In the first sanctuary, Moses finds his purpose.

This is no mistake, nor is Moses’ response to his great commission. Moses hides his face and says to God, “Who am I that I should go to Pharaoh and bring the children of Israel out of Egypt?” At this point in the story, Moses is a mere shepherd, has a speaking problem, and is wanted for murder back in Egypt. He is, in the most human response, afraid of his calling. Moses thinks he is not enough—not well-spoken enough, not powerful enough to save the Israelites. After all, he is being told by a God-sent burning bush to go start an insurrection against the most powerful nation on the face of the earth. Of course he feels unworthy. God knows that. 

God already knows who Moses is—his faults and his story—and has chosen him regardless. 
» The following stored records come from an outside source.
impl Snapshot {
    /// Snapshot substituted for failed or malformed fetches
    pub fn empty() -> Self {
        Self::default()
    }

    pub fn is_empty(&self) -> bool {
        self.proto_array.is_none()
    }

    pub fn node_count(&self) -> usize {
        self.proto_array.as_ref().map_or(0, Node::count)
    }

    /// Preorder walk over the tree (empty for the empty snapshot)
    pub fn nodes(&self) -> impl Iterator<Item = Visit<'_>> {
        self.proto_array.iter().flat_map(Node::preorder)
    }

    /// Fraction of total stake backing `weight`, 0 when there is no stake
    pub fn support_fraction(&self, weight: f64) -> f64 {
        if self.total_balance > 0.0 {
            weight / self.total_balance
        } else {
            0.0
        }
    }

    /// Support in percent, rounded to two decimals
    pub fn support_percent(&self, weight: f64) -> f64 {
        (self.support_fraction(weight) * 10_000.0).round() / 100.0
    }

    pub fn phase(&self) -> ChainPhase {
        match self.current_slot {
            SLOT_PRE_GENESIS => ChainPhase::PreGenesis,
            SLOT_HEAD_UNSTABLE => ChainPhase::HeadUnstable,
            slot if slot < 0 => ChainPhase::HeadUnstable,
            slot => ChainPhase::Live(slot as u64),
        }
    }

    pub fn summary(&self) -> Summary {
        let current_slot = match self.phase() {
            ChainPhase::Live(slot) => Some(slot),
            _ => None,
        };
        let checkpoints = self.finality_checkpoints.as_ref();
        Summary {
            phase: self.phase(),
            current_slot,
            current_epoch: current_slot.map(epoch_of),
            finalized: checkpoints.map(|c| c.finalized.clone()),
            justified: checkpoints.map(|c| c.current_justified.clone()),
            head_root: self.current_head.as_ref().map(|h| h.root.clone()),
        }
    }
}

/// Chain phase as reported through the `current_slot` sentinels
#[derive(Clone, Copy, Debug, PartialEq, Eq)]
pub enum ChainPhase {
    PreGenesis,
    HeadUnstable,
    Live(u64),
}

/// Read-only summary fields shown above the tree
#[derive(Clone, Debug, PartialEq)]
pub struct Summary {
    pub phase: ChainPhase,
    pub current_slot: Option<u64>,
    pub current_epoch: Option<u64>,
    pub finalized: Option<Checkpoint>,
    pub justified: Option<Checkpoint>,
    pub head_root: Option<String>,
}

impl Summary {
    /// Summary lines in display order
    pub fn lines(&self) -> Vec<String> {
        let mut lines = Vec::with_capacity(6);
        match self.phase {
            ChainPhase::PreGenesis => lines.push("Genesis has not happened yet".to_string()),
            ChainPhase::HeadUnstable => {
                lines.push("Head changed while collecting data".to_string())
            }
            ChainPhase::Live(slot) => {
                lines.push(format!("Current Slot: {}", slot));
                lines.push(format!("Current Epoch: {}", epoch_of(slot)));
            }
        }
        if let Some(cp) = &self.finalized {
            lines.push(format!("Finalized Epoch: {} ({})", cp.epoch, cp.root));
        }
        if let Some(cp) = &self.justified {
            lines.push(format!("Justified Epoch: {} ({})", cp.epoch, cp.root));
        }
        if let Some(root) = &self.head_root {
            lines.push(format!("Head: {}", root));
        }
        lines
    }
}

#[derive(Deserialize)]
struct WireSnapshot {
    /// `{}` arrives as a node with every field missing
    #[serde(default)]
    proto_array: Option<WireNode>,
    #[serde(default, deserialize_with = "lenient::f64")]
    total_balance: f64,
    #[serde(default, deserialize_with = "lenient::i64")]
    current_slot: i64,
    #[serde(default)]
    current_head: Option<Head>,
    #[serde(default)]
    finality_checkpoints: Option<FinalityCheckpoints>,
}

#[derive(Deserialize)]
struct WireNode {
    #[serde(default)]
    root: Option<String>,
    #[serde(default, deserialize_with = "lenient::opt_u64")]
    slot: Option<u64>,
    #[serde(default, deserialize_with = "lenient::opt_f64")]
    weight: Option<f64>,
    #[serde(default)]
    status: String,
    #[serde(default)]
    path: String,
    #[serde(default, deserialize_with = "lenient::opt_u64")]
    index: Option<u64>,
    #[serde(default)]
    children: Vec<WireNode>,
}

impl WireNode {
    fn is_blank(&self) -> bool {
        self.root.is_none()
            && self.slot.is_none()
            && self.weight.is_none()
            && self.index.is_none()
            && self.status.is_empty()
            && self.path.is_empty()
            && self.children.is_empty()
    }
}

impl Drop for WireNode {
    fn drop(&mut self) {
        let mut pending = std::mem::take(&mut self.children);
        while let Some(mut node) = pending.pop() {
            pending.append(&mut node.children);
        }
    }
}

/// Wire labels that fell outside the known vocabulary
#[derive(Default)]
struct UnknownLabels {
    statuses: Vec<String>,
    paths: Vec<String>,
}

impl UnknownLabels {
    fn note(list: &mut Vec<String>, raw: &str) {
        if !list.iter().any(|seen| seen == raw) {
            list.push(raw.to_string());
        }
    }
}

/// Convert one block, leaving its children in place
fn convert_block(wire: &mut WireNode, unknown: &mut UnknownLabels) -> Result<Node, ParseError> {
    let root = wire
        .root
        .take()
        .ok_or_else(|| ParseError::MissingField("root", String::new()))?;
    let missing = |field| ParseError::MissingField(field, root.clone());
    let slot = wire.slot.ok_or_else(|| missing("slot"))?;
    let weight = wire.weight.ok_or_else(|| missing("weight"))?;
    let index = wire.index.ok_or_else(|| missing("index"))?;

    let (status, known) = Status::from_wire(&wire.status);
    if !known {
        UnknownLabels::note(&mut unknown.statuses, &wire.status);
    }
    let (path, known) = PathKind::from_wire(&wire.path);
    if !known {
        UnknownLabels::note(&mut unknown.paths, &wire.path);
    }
    Ok(Node {
        root,
        slot,
        weight,
        status,
        path,
        index,
        children: Vec::with_capacity(wire.children.len()),
    })
}

/// Build the node tree without recursing once per level
fn convert(wire: WireNode, unknown: &mut UnknownLabels) -> Result<Node, ParseError> {
    // Preorder list of blocks paired with their parent's position
    let mut flat: Vec<(Node, Option<usize>)> = Vec::new();
    let mut pending = vec![(wire, None)];
    while let Some((mut wire, parent)) = pending.pop() {
        let node = convert_block(&mut wire, unknown)?;
        let at = flat.len();
        flat.push((node, parent));
        let children = std::mem::take(&mut wire.children);
        pending.extend(children.into_iter().rev().map(|child| (child, Some(at))));
    }

    // Descendants sit after their ancestors, so popping completes every
    // child list before its owner is attached to the parent.
    while let Some((mut node, parent)) = flat.pop() {
        node.children.reverse();
        match parent {
            Some(p) => flat[p].0.children.push(node),
            None => return Ok(node),
        }
    }
    Err(ParseError::MissingField("root", String::new()))
}

fn validate(snapshot: &Snapshot) -> Result<(), ParseError> {
    let Some(root) = &snapshot.proto_array else {
        return Ok(());
    };
    if !(snapshot.total_balance > 0.0) {
        return Err(ParseError::NonPositiveBalance(snapshot.total_balance));
    }
    if root.index != 0 {
        return Err(ParseError::RootIndex(root.index));
    }
    if let Some(visit) = root.preorder().skip(1).find(|v| v.node.index == 0) {
        return Err(ParseError::DuplicateRoot(visit.node.root.clone()));
    }
    Ok(())
}

/// Parse a `/data` response body
pub fn parse(raw: &str) -> Result<Snapshot, ParseError> {
    trace!(len = raw.len(), "Parsing snapshot");

    let mut de = serde_json::Deserializer::from_str(raw);
    // Fork-choice trees nest two JSON levels per block and routinely exceed
    // serde_json's default depth during periods of non-finality. The stacker
    // moves deep nesting onto heap-allocated stack segments.
    de.disable_recursion_limit();
    let wire = WireSnapshot::deserialize(serde_stacker::Deserializer::new(&mut de))?;
    de.end()?;

    let mut unknown = UnknownLabels::default();
    let proto_array = match wire.proto_array {
        Some(node) if !node.is_blank() => Some(convert(node, &mut unknown)?),
        _ => None,
    };

    if !unknown.statuses.is_empty() || !unknown.paths.is_empty() {
        warn!(
            statuses = ?unknown.statuses,
            paths = ?unknown.paths,
            "Unknown node labels, displaying as Pending/non-canonical"
        );
    }

    let snapshot = Snapshot {
        proto_array,
        total_balance: wire.total_balance,
        current_slot: wire.current_slot,
        current_head: wire.current_head,
        finality_checkpoints: wire.finality_checkpoints,
    };
    validate(&snapshot)?;

    debug!(
        nodes = snapshot.node_count(),
        current_slot = snapshot.current_slot,
        total_balance = snapshot.total_balance,
        "Snapshot parsed"
    );
    Ok(snapshot)
}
Yet God’s response to Moses’ fear is not one of affirmation. It is not “you’ve got this,” or “you’ll figure it out, dude!” Instead, God says what might be the most central promise in the entire Bible: “I will be with you.” The promise shows that what is necessary is not Moses’ abilities but God’s. It shows that Moses has been chosen, but God is the one who is crucial. This is God’s promise to expand that first sanctuary—extending, through Moses’ faithful movement, the places where God is with man. God’s plan for the Israelites is to extend His presence and power beyond the burning bush, using His chosen shepherd to lead His people to freedom.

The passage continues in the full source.